Es una tarde larga del comienzo de la primavera. El piso es nuevo, iluminado ahora por la última luz de la tarde, apenas amueblado y lleno de gente. Son esos mismos tíos y primos que beben y cantan en el horno por Navidad. Pero ahora hablan bajo, como se habla en los velatorios o en misa. Están por todas partes. En la cocina las mujeres andan preparando la cena, en el salón los hombres fuman, en el pasillo unos van y vienen. La niña presiente el final de una vida, la suya como niña. Quisiera no entrar en el cuarto, preferiría esperar a su madre en la isla, que su vuelta no estuviera sometida a la emoción del regreso, verla sin más, acodada en la ventana, vigilando su vuelta del colegio. La niña se resiste a entrar pero la mano firme del padre la sitúa delante de la cama. La mujer que la niña ve allí no es la madre.

La madre era una mujer alta, con el pecho generoso y elevado de las madres, ese pecho para hundir el desconsuelo cuando te han pegado, el pecho contra el que estamparse para sofocar la rabia. La madre llevaba peinados cardados, tenía el pelo castaño y los ojos vivos y pequeños, la sonrisa redonda, de dientes grandes y muy blancos. La madre tenía una voz dulce, susurrante y entonada con la que cantaba boleros en la cocina. No, no es ella. La mujer que yace en la cama tiene el color de los aparecidos, la piel amarilla. La mano amarilla que se alza temblorosa con la intención de tocarle la cara a la niña. La niña debería darle a la mujer extraña el consuelo de un abrazo tanto tiempo esperado. Eso debería haber hecho, pero se queda a los pies de la cama, incapaz de no sentir un rencor infundado.

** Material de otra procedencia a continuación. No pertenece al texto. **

//! Auth API 模块

mod handler;

use axum::{routing::post, Router};

use crate::core::ServerState;

pub fn router() -> Router<ServerState> {
    Router::new().nest("/api/auth", routes())
}

fn routes() -> Router<ServerState> {
    // 公共路由：register/login 在认证中间件中放行
    Router::new()
        .route("/register", post(handler::register))
        .route("/login", post(handler::login))
        .route("/me", axum::routing::get(handler::me))
}
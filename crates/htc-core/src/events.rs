//! In-process event bus
//!
//! Single-process, typed pub/sub with per-subscriber bounded queues.
//! Publishing never blocks: a subscriber whose queue is full loses its
//! oldest event and has a lag counter bumped, so one stalled consumer
//! cannot back up the watchers or the orchestrator.

use std::collections::VecDeque;
use std::sync::atomic::{AtomicBool, AtomicU64, Ordering};
use std::sync::{Arc, Weak};

use parking_lot::Mutex;
use tokio::sync::Notify;
use tracing::warn;

/// Events exchanged between the pipeline components.
#[derive(Debug, Clone, PartialEq)]
pub enum Event {
    /// A `HAProxyTemplateConfig` was loaded (or re-loaded) and converted.
    ConfigLoaded {
        /// `metadata.generation` of the loaded config
        generation: i64,
    },
    /// The loaded config passed its structural invariants.
    ConfigValidated {
        /// Generation the validation applies to
        generation: i64,
    },
    /// Templates rendered into a candidate artifact.
    TemplateRendered {
        /// Checksum of the candidate main config
        checksum: String,
    },
    /// All three validation phases passed for the candidate.
    ValidationCompleted {
        /// Checksum of the validated main config
        checksum: String,
    },
    /// Rendering or validation failed; the candidate is rejected.
    ValidationFailed {
        /// Full error text, including config-context snippets
        error: String,
    },
    /// The `HAProxyCfg` and auxiliary resources were written.
    ConfigPublished {
        /// Checksum of the published main config
        checksum: String,
    },
    /// Writing the output resources failed.
    ConfigPublishFailed {
        /// Error text
        error: String,
    },
    /// One HAProxy pod now matches the artifact.
    ConfigAppliedToPod {
        /// Pod name
        pod: String,
        /// Checksum that was applied
        checksum: String,
    },
    /// A target HAProxy pod went away.
    HAProxyPodTerminated {
        /// Pod name
        pod: String,
    },
    /// This replica became the leader.
    AcquiredLeadership,
    /// This replica lost the lease.
    LostLeadership,
    /// A watched store changed; carries the user-chosen alias.
    ResourcesChanged {
        /// Alias under which the resource kind is exposed to templates
        alias: String,
    },
}

struct SubscriberQueue {
    buf: Mutex<VecDeque<Event>>,
    capacity: usize,
    notify: Notify,
    dropped: AtomicU64,
    closed: AtomicBool,
}

struct BusInner {
    subscribers: Mutex<Vec<Arc<SubscriberQueue>>>,
    published: AtomicU64,
}

/// The bus handle; cheap to clone, shared by every component.
#[derive(Clone)]
pub struct EventBus {
    inner: Arc<BusInner>,
}

impl Default for EventBus {
    fn default() -> Self {
        Self::new()
    }
}

impl EventBus {
    /// Create an empty bus.
    pub fn new() -> Self {
        Self {
            inner: Arc::new(BusInner {
                subscribers: Mutex::new(Vec::new()),
                published: AtomicU64::new(0),
            }),
        }
    }

    /// Register a subscriber with its own bounded queue.
    pub fn subscribe(&self, buffer: usize) -> Subscription {
        let queue = Arc::new(SubscriberQueue {
            buf: Mutex::new(VecDeque::with_capacity(buffer)),
            capacity: buffer.max(1),
            notify: Notify::new(),
            dropped: AtomicU64::new(0),
            closed: AtomicBool::new(false),
        });
        self.inner.subscribers.lock().push(Arc::clone(&queue));
        Subscription {
            queue,
            bus: Arc::downgrade(&self.inner),
        }
    }

    /// Deliver an event to every live subscriber. Never blocks; slow
    /// subscribers lose their oldest queued event.
    pub fn publish(&self, event: Event) {
        self.inner.published.fetch_add(1, Ordering::Relaxed);
        let mut subscribers = self.inner.subscribers.lock();
        subscribers.retain(|q| !q.closed.load(Ordering::Acquire));
        for queue in subscribers.iter() {
            let mut buf = queue.buf.lock();
            if buf.len() >= queue.capacity {
                buf.pop_front();
                let dropped = queue.dropped.fetch_add(1, Ordering::Relaxed) + 1;
                warn!(dropped, "event bus subscriber lagging, dropped oldest event");
            }
            buf.push_back(event.clone());
            drop(buf);
            queue.notify.notify_one();
        }
    }

    /// Number of live subscribers.
    pub fn subscriber_count(&self) -> usize {
        let mut subscribers = self.inner.subscribers.lock();
        subscribers.retain(|q| !q.closed.load(Ordering::Acquire));
        subscribers.len()
    }

    /// Total events published over the bus lifetime.
    pub fn events_published(&self) -> u64 {
        self.inner.published.load(Ordering::Relaxed)
    }
}

/// Receiving side of one subscription. Dropping it detaches the queue.
pub struct Subscription {
    queue: Arc<SubscriberQueue>,
    bus: Weak<BusInner>,
}

impl Subscription {
    /// Wait for the next event. Returns `None` once the bus itself is gone
    /// and the queue has drained.
    pub async fn recv(&mut self) -> Option<Event> {
        loop {
            if let Some(event) = self.queue.buf.lock().pop_front() {
                return Some(event);
            }
            if self.bus.strong_count() == 0 {
                return None;
            }
            self.queue.notify.notified().await;
        }
    }

    /// Non-blocking receive.
    pub fn try_recv(&mut self) -> Option<Event> {
        self.queue.buf.lock().pop_front()
    }

    /// How many events this subscriber has lost to back-pressure.
    pub fn dropped(&self) -> u64 {
        self.queue.dropped.load(Ordering::Relaxed)
    }
}

impl Drop for Subscription {
    fn drop(&mut self) {
        self.queue.closed.store(true, Ordering::Release);
    }
}

#[cfg(test)]
mod tests {
    use super::*;

    #[tokio::test]
    async fn delivery_preserves_per_subscriber_order() {
        let bus = EventBus::new();
        let mut sub = bus.subscribe(8);
        bus.publish(Event::AcquiredLeadership);
        bus.publish(Event::ResourcesChanged { alias: "ingresses".into() });
        bus.publish(Event::LostLeadership);

        assert_eq!(sub.recv().await, Some(Event::AcquiredLeadership));
        assert_eq!(
            sub.recv().await,
            Some(Event::ResourcesChanged { alias: "ingresses".into() })
        );
        assert_eq!(sub.recv().await, Some(Event::LostLeadership));
    }

    #[tokio::test]
    async fn fan_out_reaches_every_subscriber() {
        let bus = EventBus::new();
        let mut a = bus.subscribe(4);
        let mut b = bus.subscribe(4);
        bus.publish(Event::AcquiredLeadership);
        assert_eq!(a.recv().await, Some(Event::AcquiredLeadership));
        assert_eq!(b.recv().await, Some(Event::AcquiredLeadership));
        assert_eq!(bus.subscriber_count(), 2);
        assert_eq!(bus.events_published(), 1);
    }

    #[tokio::test]
    async fn slow_subscriber_drops_oldest() {
        let bus = EventBus::new();
        let mut sub = bus.subscribe(2);
        bus.publish(Event::ResourcesChanged { alias: "a".into() });
        bus.publish(Event::ResourcesChanged { alias: "b".into() });
        bus.publish(Event::ResourcesChanged { alias: "c".into() });

        assert_eq!(sub.dropped(), 1);
        assert_eq!(sub.recv().await, Some(Event::ResourcesChanged { alias: "b".into() }));
        assert_eq!(sub.recv().await, Some(Event::ResourcesChanged { alias: "c".into() }));
    }

    #[tokio::test]
    async fn dropped_subscription_detaches() {
        let bus = EventBus::new();
        let sub = bus.subscribe(2);
        drop(sub);
        bus.publish(Event::AcquiredLeadership);
        assert_eq!(bus.subscriber_count(), 0);
    }
}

Una de las tías pierde la paciencia. Besa a tu madre, dice. La cabeza de la niña acerca reticente su cabeza a la cabeza de pelo blanco de la mujer que más que hablar solloza. "Hija mía, hija mía". La niña apoya una mano sobre su cuerpo y toca algo duro y picudo. Le cuesta advertir que aquello es la cadera. La cadera que ella conocía, la cadera carnal y redonda ya no existe. Los hermanos también están allí, de pie, parados ante la imagen de la desconocida. Una de las tías, con esa disposición que podría parecer frialdad a quien no supiera que el amor se manifiesta también amortajando parientes y limpiando moribundos, baja la sábana y abre el camisón de aquella anciana de cuarenta y dos años que lejanamente recuerda a la madre. Miradla, pobrecica, mirad lo que ha tenido que pasar. Una cicatriz gorda y roja recorre de arriba abajo el pecho agitado de la mujer, un ciempiés con mil patas negras a los lados que se ondula o se encoge de pronto, según la enferma, con un hilo de voz, pronuncia los nombres de sus cuatro hijos y los mira con ojos espantados desde un mundo que no es el de los vivos. Ahora tenéis que cuidarla, dice alguien. La niña, al oírlo, alberga los dos sentimientos que ya no habrán de abandonarla nunca, el de la responsabilidad y el de la amenaza. La responsabilidad es una presión en el pecho, la amenaza de la muerte el apretón de una garra en la nuca.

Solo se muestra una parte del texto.